Hunter v. URA

Decision Date28 October 2003
Docket NumberNo. M2002-02573-COA-R3-CV.,M2002-02573-COA-R3-CV.
PartiesSHERRY HUNTER, As Administratrix of the Estate of LAWRENCE HUNTER, Deceased v. JAY MICHAEL URA, ET AL.
CourtTennessee Court of Appeals

E. Reynolds Davies, Jr., Ed R. Davies, Nashville; Daniel D. Warlick, Nashville - For Appellants, Jay Michael Ura, M.D. and Nashville Anesthesia Services.

Gary K. Smith, C. Philip M. Campbell, Memphis, For Appellee, Sherry Hunter.

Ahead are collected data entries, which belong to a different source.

//! Error types for the `kagami` fork-management core.

use nu_ansi_term::Color;
use std::path::PathBuf;
use thiserror::Error;

/// An error raised by the fork-management core.
///
/// Every variant names the remote, branch or path it concerns, so the outer layer can log it
/// without additional context.
#[derive(Error, Debug)]
pub enum KagamiError {
    /// The local fork repository could not be opened or created.
    #[error("Failed to open or create fork storage at `{}`: {source}", .path.display())]
    Storage {
        path: PathBuf,
        #[source]
        source: git2::Error,
    },
    /// Both remote descriptors name the same remote + branch pair.
    #[error("Remotes A and B both refer to `{}`; a fork needs two distinct remotes.", Color::Blue.paint(.0))]
    DuplicateRemote(String),
    /// Registering or fetching a remote failed.
    #[error("Failed to fetch remote `{}`: {source}", Color::Blue.paint(.remote))]
    Fetch {
        remote: String,
        #[source]
        source: git2::Error,
    },
    /// Setting up the tracking branch failed.
    #[error("Failed to create tracking branch `{}`: {source}", Color::Blue.paint(.branch))]
    Branch {
        branch: String,
        #[source]
        source: git2::Error,
    },
    /// A remote's tracking reference is missing.
    #[error("Failed to resolve branch `{}`: {source}", Color::Blue.paint(.remote))]
    Reference {
        remote: String,
        #[source]
        source: git2::Error,
    },
    /// A remote's tracking reference does not point at a loadable commit.
    #[error("Failed to resolve commit for `{}`: {source}", Color::Blue.paint(.remote))]
    CommitResolution {
        remote: String,
        #[source]
        source: git2::Error,
    },
    /// Computing the patch between the two tips failed.
    #[error("Failed to diff `{}` against `{}`: {source}", Color::Blue.paint(.base), Color::Blue.paint(.target))]
    Diff {
        base: String,
        target: String,
        #[source]
        source: git2::Error,
    },
    /// Merging a remote into the checkout failed or left conflicts.
    #[error("Failed to merge `{}`:\n{output}", Color::Blue.paint(.remote))]
    Merge { remote: String, output: String },
    /// Publishing the local state to a remote failed.
    #[error("Failed to push to `{}`: {source}", Color::Blue.paint(.remote))]
    Push {
        remote: String,
        #[source]
        source: git2::Error,
    },
}

impl KagamiError {
    /// Returns the remote display name (`<name>/<branch>`) the error concerns, if any.
    pub fn remote(&self) -> Option<&str> {
        match self {
            Self::Fetch { remote, .. }
            | Self::Reference { remote, .. }
            | Self::CommitResolution { remote, .. }
            | Self::Merge { remote, .. }
            | Self::Push { remote, .. } => Some(remote),
            Self::DuplicateRemote(remote) => Some(remote),
            Self::Storage { .. } | Self::Branch { .. } | Self::Diff { .. } => None,
        }
    }
}

pub type KagamiResult<T> = Result<T, KagamiError>;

W. FRANK CRAWFORD, P.J., W.S., delivered the opinion of the court, in which ALAN E. HIGHERS, J. and DAVID R. FARMER, J., joined.

OPINION

W. FRANK CRAWFORD, PRESIDING JUDGE, W.S.

Administratrix of estate of deceased husband filed wrongful death action against defendants anesthesiologist and anesthesia services group. Jury returned a verdict for plaintiff, finding defendants at fault and awarding damages for medical and funeral expenses, and the pecuniary value of the life of the deceased including loss of consortium of wife and children. Defendants appeal, raising several procedural and evidentiary issues for consideration. We vacate and remand.

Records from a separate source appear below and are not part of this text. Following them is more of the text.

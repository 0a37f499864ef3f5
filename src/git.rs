//! Utilities for interacting with the fork's `git` repository: storage, remote registration,
//! authenticated fetch and push, and tip resolution.

use crate::{
    constants::{FALLBACK_SIGNATURE_EMAIL, FALLBACK_SIGNATURE_NAME, HEADS_REF_PREFIX},
    errors::{KagamiError, KagamiResult},
    remote::Remote,
};
use git2::{
    build::CheckoutBuilder, Commit, ErrorCode, FetchOptions, PushOptions, Repository, Signature,
};
use std::{cell::RefCell, path::Path};
use tracing::{debug, info, warn};

/// Opens the repository at `path`, or initializes a fresh one if there is none yet.
///
/// ## Takes
/// - `path` - The directory holding the fork repository.
///
/// ## Returns
/// - `Ok(Repository)` - The reopened or freshly initialized repository.
/// - `Err(KagamiError::Storage)` - If the repository could neither be opened nor created.
pub fn open_or_init(path: &Path) -> KagamiResult<Repository> {
    let storage_error = |source: git2::Error| KagamiError::Storage {
        path: path.to_path_buf(),
        source,
    };

    if path.exists() {
        match Repository::open(path) {
            Ok(repository) => {
                debug!(path = %path.display(), "Reopened existing fork repository");
                return Ok(repository);
            }
            // An existing directory that is not a repository yet is initialized below.
            Err(e) if e.code() == ErrorCode::NotFound => {}
            Err(e) => return Err(storage_error(e)),
        }
    } else {
        std::fs::create_dir_all(path)
            .map_err(|e| storage_error(git2::Error::from_str(&e.to_string())))?;
    }

    info!(path = %path.display(), "Initializing fork repository");
    Repository::init(path).map_err(storage_error)
}

/// Returns the [Signature] used for commits made by `kagami` in the given repository.
///
/// Uses the repository's configured identity, falling back to a fixed `kagami` identity.
pub fn committer_signature(repository: &Repository) -> Result<Signature<'static>, git2::Error> {
    repository.signature().or_else(|_| {
        Signature::now(FALLBACK_SIGNATURE_NAME, FALLBACK_SIGNATURE_EMAIL)
    })
}

/// Extension trait for the [Repository] type to expose the operations `kagami` performs
/// against a fork's remotes.
pub trait RepositoryExt {
    /// Registers `remote` under its name, unless a remote of that name already exists.
    ///
    /// ## Takes
    /// - `remote` - The remote to register.
    ///
    /// ## Returns
    /// - `Ok(git2::Remote)` - The registered remote, new or pre-existing with an identical URL.
    /// - `Err(KagamiError::Fetch)` - If a remote of the same name is registered with a different
    ///   URL, or registration fails.
    fn register_remote(&self, remote: &Remote) -> KagamiResult<git2::Remote<'_>>;

    /// Registers `remote` if needed and fetches its branch into the remote's tracking reference,
    /// authenticating with the remote's credentials.
    ///
    /// ## Takes
    /// - `remote` - The remote to fetch.
    ///
    /// ## Returns
    /// - `Ok(())` - The tracking reference now points at the remote's branch tip.
    /// - `Err(KagamiError::Fetch)` - If registration, transport, authentication fails, or the
    ///   branch does not exist on the remote.
    fn fetch_remote(&self, remote: &Remote) -> KagamiResult<()>;

    /// Pushes the local branch named after `remote`'s branch to `remote`.
    ///
    /// ## Takes
    /// - `remote` - The remote to publish to.
    ///
    /// ## Returns
    /// - `Ok(())` - The remote accepted the update.
    /// - `Err(KagamiError::Push)` - If the transport failed or the remote rejected the update.
    fn push_remote(&self, remote: &Remote) -> KagamiResult<()>;

    /// Resolves the tip commit of `remote`'s tracking reference.
    ///
    /// ## Returns
    /// - `Ok(Commit)` - The commit the tracking reference points at.
    /// - `Err(KagamiError::Reference)` - If the tracking reference does not exist.
    /// - `Err(KagamiError::CommitResolution)` - If the reference does not point at a commit.
    fn remote_tip(&self, remote: &Remote) -> KagamiResult<Commit<'_>>;

    /// Returns the full name of the reference HEAD points at, even when that branch is unborn.
    /// [None] if HEAD is detached or missing.
    fn head_target_name(&self) -> Option<String>;

    /// Checks out `commit` and attaches HEAD to the local branch `branch_name`.
    ///
    /// ## Takes
    /// - `branch_name` - The short name of the local branch.
    /// - `commit` - The commit the branch points at.
    /// - `opts` - The checkout options to use.
    fn checkout_branch(
        &self,
        branch_name: &str,
        commit: &Commit<'_>,
        opts: Option<&mut CheckoutBuilder<'_>>,
    ) -> Result<(), git2::Error>;
}

impl RepositoryExt for Repository {
    fn register_remote(&self, remote: &Remote) -> KagamiResult<git2::Remote<'_>> {
        match self.find_remote(remote.name()) {
            Ok(existing) if existing.url() == Some(remote.url()) => {
                debug!(remote = %remote, "Remote already registered");
                Ok(existing)
            }
            Ok(existing) => Err(fetch_error(
                remote,
                git2::Error::from_str(&format!(
                    "remote `{}` is already registered with url `{}`, not `{}`",
                    remote.name(),
                    existing.url().unwrap_or("<invalid utf-8>"),
                    remote.url()
                )),
            )),
            Err(e) if e.code() == ErrorCode::NotFound => {
                info!(remote = %remote, url = remote.url(), "Registering remote");
                self.remote(remote.name(), remote.url())
                    .map_err(|e| fetch_error(remote, e))
            }
            Err(e) => Err(fetch_error(remote, e)),
        }
    }

    fn fetch_remote(&self, remote: &Remote) -> KagamiResult<()> {
        let mut git_remote = self.register_remote(remote)?;

        // Server-side progress messages, kept for diagnostics only.
        let output = RefCell::new(String::new());
        {
            let mut callbacks = remote.callbacks();
            callbacks.sideband_progress(|data| {
                output
                    .borrow_mut()
                    .push_str(&String::from_utf8_lossy(data));
                true
            });

            let mut fetch_opts = FetchOptions::new();
            fetch_opts.remote_callbacks(callbacks);

            info!(remote = %remote, "Fetching remote");
            git_remote
                .fetch(&[remote.fetch_refspec()], Some(&mut fetch_opts), None)
                .map_err(|e| fetch_error(remote, e))?;
        }

        let stats = git_remote.stats();
        debug!(
            remote = %remote,
            objects = stats.received_objects(),
            bytes = stats.received_bytes(),
            output = %output.borrow().trim(),
            "Fetch complete"
        );

        // A fetch of a branch the remote does not have succeeds without updating anything, and
        // a tracking reference left by an earlier fetch would outlive the branch.
        let advertised = git_remote
            .list()
            .map(|heads| {
                heads
                    .iter()
                    .any(|head| head.name() == remote.merge_reference())
            })
            .map_err(|e| fetch_error(remote, e))?;
        if !advertised || self.find_reference(&remote.reference_name()).is_err() {
            return Err(fetch_error(
                remote,
                git2::Error::from_str(&format!(
                    "branch `{}` not found on remote",
                    remote.branch()
                )),
            ));
        }

        Ok(())
    }

    fn push_remote(&self, remote: &Remote) -> KagamiResult<()> {
        let push_error = |source| KagamiError::Push {
            remote: remote.to_string(),
            source,
        };
        let mut git_remote = self.find_remote(remote.name()).map_err(push_error)?;

        // Per-reference rejections are reported through the callback rather than as an error.
        let rejection: RefCell<Option<String>> = RefCell::new(None);
        {
            let mut callbacks = remote.callbacks();
            callbacks.push_update_reference(|ref_name, status| {
                if let Some(msg) = status {
                    *rejection.borrow_mut() = Some(format!("{}: {}", ref_name, msg));
                }
                Ok(())
            });

            let mut push_opts = PushOptions::new();
            push_opts.remote_callbacks(callbacks);

            info!(remote = %remote, "Pushing to remote");
            git_remote
                .push(&[remote.push_refspec()], Some(&mut push_opts))
                .map_err(push_error)?;
        }

        if let Some(msg) = rejection.into_inner() {
            warn!(remote = %remote, %msg, "Push rejected");
            return Err(push_error(git2::Error::from_str(&format!(
                "remote rejected update of {}",
                msg
            ))));
        }

        Ok(())
    }

    fn remote_tip(&self, remote: &Remote) -> KagamiResult<Commit<'_>> {
        let reference = self
            .find_reference(&remote.reference_name())
            .and_then(|r| r.resolve())
            .map_err(|source| KagamiError::Reference {
                remote: remote.to_string(),
                source,
            })?;

        let commit_error = |source| KagamiError::CommitResolution {
            remote: remote.to_string(),
            source,
        };
        let oid = reference
            .target()
            .ok_or_else(|| commit_error(git2::Error::from_str("reference has no target")))?;
        self.find_commit(oid).map_err(commit_error)
    }

    fn head_target_name(&self) -> Option<String> {
        let head = self.find_reference("HEAD").ok()?;
        head.symbolic_target().map(ToOwned::to_owned)
    }

    fn checkout_branch(
        &self,
        branch_name: &str,
        commit: &Commit<'_>,
        opts: Option<&mut CheckoutBuilder<'_>>,
    ) -> Result<(), git2::Error> {
        // Check out the tree first, so files are created relative to the old HEAD.
        self.checkout_tree(commit.as_object(), opts)?;
        self.set_head(format!("{}/{}", HEADS_REF_PREFIX, branch_name).as_str())
    }
}

fn fetch_error(remote: &Remote, source: git2::Error) -> KagamiError {
    KagamiError::Fetch {
        remote: remote.to_string(),
        source,
    }
}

The deceased, Mr. Lawrence Hunter ("Husband"), was admitted to the Columbia Southern Hills Medical Center on October 27, 1995, to undergo an arthroscopy of his right shoulder.[1] Prior to the operation, Dr. Stephen J. Obermeier ("Dr. Obermeier") administered an interscalene nerve block.

On October 17, 1996, Plaintiff, Sherry Hunter, as Administratrix of the Estate of Lawrence Hunter, deceased, filed a Complaint for wrongful death against the Defendants, Jay Michael Ura , M.D. ("Dr. Ura"); Stephen J. Obermeier, M.D.; Susan Moyers, CRNA; Nashville Anesthesia Services ("NAS"); H.C.A. Health Services, Inc.; H.C.A. Health Services of Tennessee, Inc., d/b/a Columbia Southern Hills Medical Center, and Columbia Southern Hills Medical Center.[2]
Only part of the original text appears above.